# Exercise:
Whenever a line contains "anyhow", include it in the count; reply with the number of such lines in the data and nothing else.

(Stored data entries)
====

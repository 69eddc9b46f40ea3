//! Calendar helpers for request windows and date validation.

use chrono::{Datelike, NaiveDate, TimeDelta, Weekday};

use crate::error::{PasarError, Result};

pub const ISO_FORMAT: &str = "%Y-%m-%d";

pub fn iso(date: NaiveDate) -> String {
    date.format(ISO_FORMAT).to_string()
}

pub fn parse_iso(raw: &str) -> Result<NaiveDate> {
    NaiveDate::parse_from_str(raw.trim(), ISO_FORMAT)
        .map_err(|e| PasarError::InvalidArgument(format!("Invalid date '{raw}': {e}")))
}

pub fn is_weekend(date: NaiveDate) -> bool {
    matches!(date.weekday(), Weekday::Sat | Weekday::Sun)
}

/// Reject Saturdays and Sundays; the market publishes no prices on them.
pub fn ensure_weekday(date: NaiveDate) -> Result<NaiveDate> {
    if is_weekend(date) {
        Err(PasarError::WeekendDate(date))
    } else {
        Ok(date)
    }
}

/// `[now - days, now]`.
///
/// `days` must be non-negative and the start must stay within chrono's
/// calendar range.
pub fn window(now: NaiveDate, days: i64) -> Result<(NaiveDate, NaiveDate)> {
    if days < 0 {
        return Err(PasarError::InvalidArgument(format!(
            "days must not be negative (got {days})"
        )));
    }
    let start = TimeDelta::try_days(days)
        .and_then(|delta| now.checked_sub_signed(delta))
        .ok_or_else(|| {
            PasarError::InvalidArgument(format!("{days} days before {now} is out of range"))
        })?;
    Ok((start, now))
}

/// Days to look back from `today` so that `start` is inside the window.
///
/// Never less than 2.
pub fn lookback_days(today: NaiveDate, start: NaiveDate) -> i64 {
    ((today - start).num_days() + 1).max(2)
}

/// First day of `today`'s month.
pub fn default_start(today: NaiveDate) -> NaiveDate {
    today.with_day(1).unwrap_or(today)
}

/// `2024-03-05` -> `05 Mar`. Unparseable input is returned as-is.
pub fn short_label(raw: &str) -> String {
    NaiveDate::parse_from_str(raw, ISO_FORMAT)
        .map(|d| d.format("%d %b").to_string())
        .unwrap_or_else(|_| raw.to_string())
}
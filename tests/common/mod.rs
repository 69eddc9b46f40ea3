//! Shared test fixtures for the Pasar SDK integration tests.
//!
//! Provides sample API payloads and `serve_once()`, a one-shot local HTTP
//! stub standing in for the SP2KP export endpoint.

#![allow(dead_code)]

use std::io::{Read, Write};
use std::net::TcpListener;
use std::thread::{self, JoinHandle};
use std::time::Duration;

use pasar_sdk::{PriceEntry, VariantPrices};

/// Two commodities over Mon 2024-03-04 .. Wed 2024-03-06. Cabe Merah has no
/// price on 2024-03-05.
pub fn sample_variants() -> Vec<VariantPrices> {
    vec![
        VariantPrices {
            variant_id: Some(52),
            variant: "Beras Medium".into(),
            daftar_harga: vec![
                PriceEntry::new("2024-03-06", 1200),
                PriceEntry::new("2024-03-04", 1000),
                PriceEntry::new("2024-03-05", 1100),
            ],
        },
        VariantPrices {
            variant_id: Some(9),
            variant: "Cabe Merah".into(),
            daftar_harga: vec![
                PriceEntry::new("2024-03-04", 45000),
                PriceEntry::new("2024-03-06", 40000),
            ],
        },
    ]
}

pub fn sample_response_json() -> String {
    serde_json::json!({
        "status": "success",
        "message": "OK",
        "data": [
            {
                "variant_id": 52,
                "variant": "Beras Medium",
                "daftarHarga": [
                    {"date": "2024-03-04", "harga": 1000},
                    {"date": "2024-03-05", "harga": "1100"},
                    {"date": "2024-03-06", "harga": 1200}
                ]
            },
            {
                "variant_id": "9",
                "variant": "Cabe Merah",
                "daftarHarga": [
                    {"date": "2024-03-04", "harga": 45000},
                    {"date": "2024-03-06", "harga": 40000.0}
                ]
            }
        ]
    })
    .to_string()
}

/// A stub server that answers exactly one request.
pub struct StubServer {
    pub url: String,
    handle: JoinHandle<String>,
}

impl StubServer {
    /// Wait for the request to be served and return its raw text.
    pub fn request(self) -> String {
        self.handle.join().unwrap()
    }
}

/// Bind an ephemeral port and answer the first request with `status` and
/// a JSON `body`.
pub fn serve_once(status: u16, body: &str) -> StubServer {
    let listener = TcpListener::bind("127.0.0.1:0").unwrap();
    let url = format!("http://{}/export", listener.local_addr().unwrap());
    let body = body.to_string();

    let handle = thread::spawn(move || {
        let (mut stream, _) = listener.accept().unwrap();
        stream
            .set_read_timeout(Some(Duration::from_secs(5)))
            .unwrap();
        let request = read_request(&mut stream);

        let reason = if status == 200 { "OK" } else { "Error" };
        let response = format!(
            "HTTP/1.1 {status} {reason}\r\nContent-Type: application/json\r\nContent-Length: {}\r\nConnection: close\r\n\r\n{body}",
            body.len()
        );
        stream.write_all(response.as_bytes()).unwrap();
        stream.flush().unwrap();
        request
    });

    StubServer { url, handle }
}

/// An address nothing is listening on.
pub fn closed_url() -> String {
    let listener = TcpListener::bind("127.0.0.1:0").unwrap();
    let addr = listener.local_addr().unwrap();
    drop(listener);
    format!("http://{addr}/export")
}

fn read_request(stream: &mut std::net::TcpStream) -> String {
    let mut buf = Vec::new();
    let mut chunk = [0u8; 4096];

    let header_end = loop {
        let n = stream.read(&mut chunk).unwrap_or(0);
        if n == 0 {
            return String::from_utf8_lossy(&buf).into_owned();
        }
        buf.extend_from_slice(&chunk[..n]);
        if let Some(pos) = find(&buf, b"\r\n\r\n") {
            break pos + 4;
        }
    };

    let head = String::from_utf8_lossy(&buf[..header_end]).to_lowercase();
    let content_length = head
        .lines()
        .find_map(|l| l.strip_prefix("content-length:"))
        .and_then(|v| v.trim().parse::<usize>().ok());

    loop {
        let done = match content_length {
            Some(len) => buf.len() >= header_end + len,
            None => buf.ends_with(b"0\r\n\r\n"),
        };
        if done {
            break;
        }
        let n = stream.read(&mut chunk).unwrap_or(0);
        if n == 0 {
            break;
        }
        buf.extend_from_slice(&chunk[..n]);
    }

    String::from_utf8_lossy(&buf).into_owned()
}

fn find(haystack: &[u8], needle: &[u8]) -> Option<usize> {
    haystack.windows(needle.len()).position(|w| w == needle)
}
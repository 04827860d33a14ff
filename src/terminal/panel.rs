//! Status and error panels shown while the remote terminal is hidden
//!
//! Panels are drawn from the top-left of a cleared screen. Lines end with
//! CRLF because the host terminal is in raw mode.

use unicode_width::{UnicodeWidthChar, UnicodeWidthStr};

use super::escape::{color, fg, BOLD, CLEAR_SCREEN, CURSOR_HOME, DIM, RESET};
use super::host::Viewport;

/// Widest a panel gets, even on very wide terminals
const MAX_PANEL_WIDTH: usize = 72;

/// Panel shown while connecting, authenticating and starting the shell
pub fn status_panel(viewport: Viewport, host: &str, status: &str) -> String {
    let mut panel = Panel::new(viewport, host);
    panel.line(&format!("{}●{} {}", fg(color::YELLOW), RESET, status), status.width() + 2);
    panel.blank();
    panel.dim_line("Ctrl+] disconnects");
    panel.finish()
}

/// Panel that replaces the terminal once a session has failed
pub fn error_panel(viewport: Viewport, host: &str, reason: &str) -> String {
    let mut panel = Panel::new(viewport, host);
    panel.line(
        &format!("{}{}✖ Session failed{}", BOLD, fg(color::RED), RESET),
        "✖ Session failed".width(),
    );
    panel.blank();
    for line in wrap(reason, panel.inner_width()) {
        let width = line.width();
        panel.line(&line, width);
    }
    panel.blank();
    panel.dim_line("Press any key to return");
    panel.finish()
}

struct Panel {
    width: usize,
    out: String,
}

impl Panel {
    fn new(viewport: Viewport, host: &str) -> Self {
        let width = (viewport.cols as usize).clamp(20, MAX_PANEL_WIDTH);
        let bar = "─".repeat(width.saturating_sub(2));
        let mut panel = Self {
            width,
            out: format!("{}{}", CLEAR_SCREEN, CURSOR_HOME),
        };

        panel.raw(&format!("{DIM}┌{bar}┐{RESET}"));

        let title = "NODETERM";
        let host = truncate(host, width.saturating_sub(title.len() + 6));
        let padding = width.saturating_sub(4 + title.len() + host.width());
        panel.raw(&format!(
            "{DIM}│{RESET} {BOLD}{}{title}{RESET}{}{host} {DIM}│{RESET}",
            fg(color::CYAN),
            " ".repeat(padding)
        ));

        panel.raw(&format!("{DIM}├{bar}┤{RESET}"));
        panel
    }

    fn inner_width(&self) -> usize {
        self.width.saturating_sub(4)
    }

    /// Add a row; `plain_width` is the display width without escape codes
    fn line(&mut self, content: &str, plain_width: usize) {
        let padding = self.inner_width().saturating_sub(plain_width);
        self.raw(&format!(
            "{DIM}│{RESET} {}{} {DIM}│{RESET}",
            content,
            " ".repeat(padding)
        ));
    }

    fn dim_line(&mut self, text: &str) {
        self.line(&format!("{DIM}{}{RESET}", text), text.width());
    }

    fn blank(&mut self) {
        self.line("", 0);
    }

    fn raw(&mut self, line: &str) {
        self.out.push_str(line);
        self.out.push_str("\r\n");
    }

    fn finish(mut self) -> String {
        let bar = "─".repeat(self.width.saturating_sub(2));
        self.raw(&format!("{DIM}└{bar}┘{RESET}"));
        self.out
    }
}

/// Cut `text` to at most `max` display columns
fn truncate(text: &str, max: usize) -> String {
    let mut out = String::new();
    let mut used = 0;
    for c in text.chars() {
        let w = c.width().unwrap_or(0);
        if used + w > max {
            break;
        }
        used += w;
        out.push(c);
    }
    out
}

/// Word-wrap `text` into lines of at most `width` display columns
///
/// Words wider than a line are split across lines.
fn wrap(text: &str, width: usize) -> Vec<String> {
    let width = width.max(1);
    let mut lines = Vec::new();
    let mut current = String::new();
    for word in text.split_whitespace() {
        let needed = if current.is_empty() {
            word.width()
        } else {
            current.width() + 1 + word.width()
        };
        if needed <= width {
            if !current.is_empty() {
                current.push(' ');
            }
            current.push_str(word);
            continue;
        }
        if !current.is_empty() {
            lines.push(std::mem::take(&mut current));
        }
        let mut rest = word;
        while rest.width() > width {
            let mut piece = truncate(rest, width);
            if piece.is_empty() {
                // Single character wider than the line
                piece = rest.chars().take(1).collect();
            }
            rest = &rest[piece.len()..];
            lines.push(piece);
        }
        current.push_str(rest);
    }
    if !current.is_empty() {
        lines.push(current);
    }
    lines
}
//! File logging
//!
//! The host terminal is in raw mode while a session runs, so log lines go to
//! `~/.nodeterm/nodeterm.log` instead of stderr.

use std::fs::{self, OpenOptions};
use std::path::{Path, PathBuf};
use std::sync::Mutex;

use anyhow::{anyhow, Context, Result};
use tracing_subscriber::EnvFilter;

use crate::config::Config;

/// Environment variable holding the log filter directives
const LOG_ENV: &str = "NODETERM_LOG";
const DEFAULT_FILTER: &str = "nodeterm=info";

pub fn log_path() -> Result<PathBuf> {
    Ok(Config::config_dir()?.join("nodeterm.log"))
}

/// Install the global subscriber writing to `path`
pub fn init(path: &Path) -> Result<()> {
    if let Some(dir) = path.parent() {
        fs::create_dir_all(dir)
            .with_context(|| format!("Failed to create log directory {}", dir.display()))?;
    }
    let file = OpenOptions::new()
        .create(true)
        .append(true)
        .open(path)
        .with_context(|| format!("Failed to open log file {}", path.display()))?;

    let filter = EnvFilter::try_from_env(LOG_ENV).unwrap_or_else(|_| EnvFilter::new(DEFAULT_FILTER));

    tracing_subscriber::fmt()
        .with_env_filter(filter)
        .with_writer(Mutex::new(file))
        .with_ansi(false)
        .with_target(true)
        .try_init()
        .map_err(|e| anyhow!("Failed to install log subscriber: {}", e))
}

====

# Exercise response:
2